Tribal casinos were the first U.S. casinos to reopen, and business has been brisk

Leading the Way

The first casinos to reopen in the U.S. after the pandmic shutdown were tribal properties. Tribes depend on casino revenue for government services, jobs and other essential needs, and in many cases took advantage of their status as sovereign nations to reopen before state officials gave the OK. They did so with an abundance of caution, with the health and safety of their patrons paramount.

The Hard Rock Hotel & Casino Sacramento at Fire Mountain opened its doors at 10 a.m. May 21, more than two months after it closed due to the Covid-19 pandemic.

“We’ve seen strong visitation levels given our reduced occupancy protocols,” says President Mark Birtha. “We’ve been very fortunate that our loyal guests have returned. There is clearly pent-up demand for many in our region, given how long the state has been under a shelter-in-place status.”

Guests enjoy a complete integrated resort experience including gaming, dining, hotel and retail, Birtha says. “They seem impressed with the amount of investment and training we’ve made in our safety and sanitation protocols. Most people seem used to these expectations already, so there’s been no pushback or real confusion. They appreciate our efforts to keep their environment safe.”
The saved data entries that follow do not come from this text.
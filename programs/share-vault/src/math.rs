use anchor_lang::prelude::*;

use crate::state::ShareVaultError;

pub const WAD: u128 = 1_000_000_000_000_000_000;

fn scaled(amount: u64, rate_wad: u128) -> Result<u128> {
    (amount as u128)
        .checked_mul(rate_wad)
        .ok_or_else(|| error!(ShareVaultError::MathOverflow))
}

fn narrow(value: u128) -> Result<u64> {
    u64::try_from(value).map_err(|_| error!(ShareVaultError::MathOverflow))
}

/// Shares minted for `amount` underlying, rounded down.
pub fn shares_for_deposit(amount: u64, rate_wad: u128) -> Result<u64> {
    narrow(scaled(amount, rate_wad)? / WAD)
}

/// Shares burned to release `amount` underlying, rounded up so a withdrawal
/// never costs less than the shares it is worth.
pub fn shares_for_withdrawal(amount: u64, rate_wad: u128) -> Result<u64> {
    let value = scaled(amount, rate_wad)?;
    let shares = value / WAD + u128::from(value % WAD != 0);
    narrow(shares)
}

#[cfg(test)]
mod tests {
    use super::*;

    #[test]
    fn double_rate_doubles_shares() {
        let rate = 2 * WAD;
        assert_eq!(shares_for_deposit(1337, rate).unwrap(), 2674);
        assert_eq!(shares_for_withdrawal(1337, rate).unwrap(), 2674);
    }

    #[test]
    fn fractional_rate() {
        let rate = 1_234_567_890_123_456_789u128;
        assert_eq!(
            shares_for_deposit(1_000_000_000_000_000_000, rate).unwrap(),
            1_234_567_890_123_456_789
        );
        // 1.2345... rounds down on deposit and up on withdrawal
        assert_eq!(shares_for_deposit(1, rate).unwrap(), 1);
        assert_eq!(shares_for_withdrawal(1, rate).unwrap(), 2);
    }

    #[test]
    fn raising_the_rate_costs_more_shares() {
        // 100 deposited at 2.0 holds 200 shares; at 4.0 those buy back only 50
        let held = shares_for_deposit(100, 2 * WAD).unwrap();
        assert_eq!(held, 200);
        assert_eq!(shares_for_withdrawal(50, 4 * WAD).unwrap(), held);
        assert_eq!(shares_for_deposit(1, 4 * WAD).unwrap(), 4);
    }

    #[test]
    fn lowering_the_rate_costs_fewer_shares() {
        let held = shares_for_deposit(100, 2 * WAD).unwrap();
        assert_eq!(shares_for_withdrawal(100, WAD).unwrap(), held - 100);
        assert_eq!(shares_for_deposit(10, WAD).unwrap(), 10);
    }

    #[test]
    fn tiny_deposits_can_round_to_zero() {
        assert_eq!(shares_for_deposit(1, WAD / 2).unwrap(), 0);
    }

    #[test]
    fn overflow_is_reported() {
        assert_eq!(
            shares_for_deposit(u64::MAX, u128::MAX).unwrap_err(),
            ShareVaultError::MathOverflow.into()
        );
        assert_eq!(
            shares_for_deposit(u64::MAX, 2 * WAD).unwrap_err(),
            ShareVaultError::MathOverflow.into()
        );
    }
}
Foxwoods and Mohegan Sun in Connecticut reopened June 1.

Pokagon’s Four Winds Casinos in Michigan and Indiana reopened June 15. These properties, owned by sovereign nations, are not subject to the laws for commercial casinos like those in Atlantic City or Las Vegas. Yet all worked with local, state and federal agencies to develop safety measures to reopen.

“Although we are a sovereign nation, we’ve also considered recommendations from the federal government, the Centers for Disease Control and Prevention (CDC), and governors from both Michigan and Indiana,” says Matthew Wesaw, tribal council chairman and CEO of the Pokagon Gaming Authority. “We’ve been closely monitoring the data related to the spread of Covid-19, consulting with medical experts and evaluating the potential impact the virus could have on our community and employees.”

Common Cooperation

Tribal leaders and casino operators as well as regulators coordinate regionally with other tribes in order to share information and best practices to ensure that the entire tribal government gaming industry demonstrates a commitment to safety, says Dr. Katherine A. Spilde, professor at the L. Robert Payne School of Hospitality and Tourism Management at San Diego State University, and endowed chair at the Sycuan Institute on Tribal Gaming.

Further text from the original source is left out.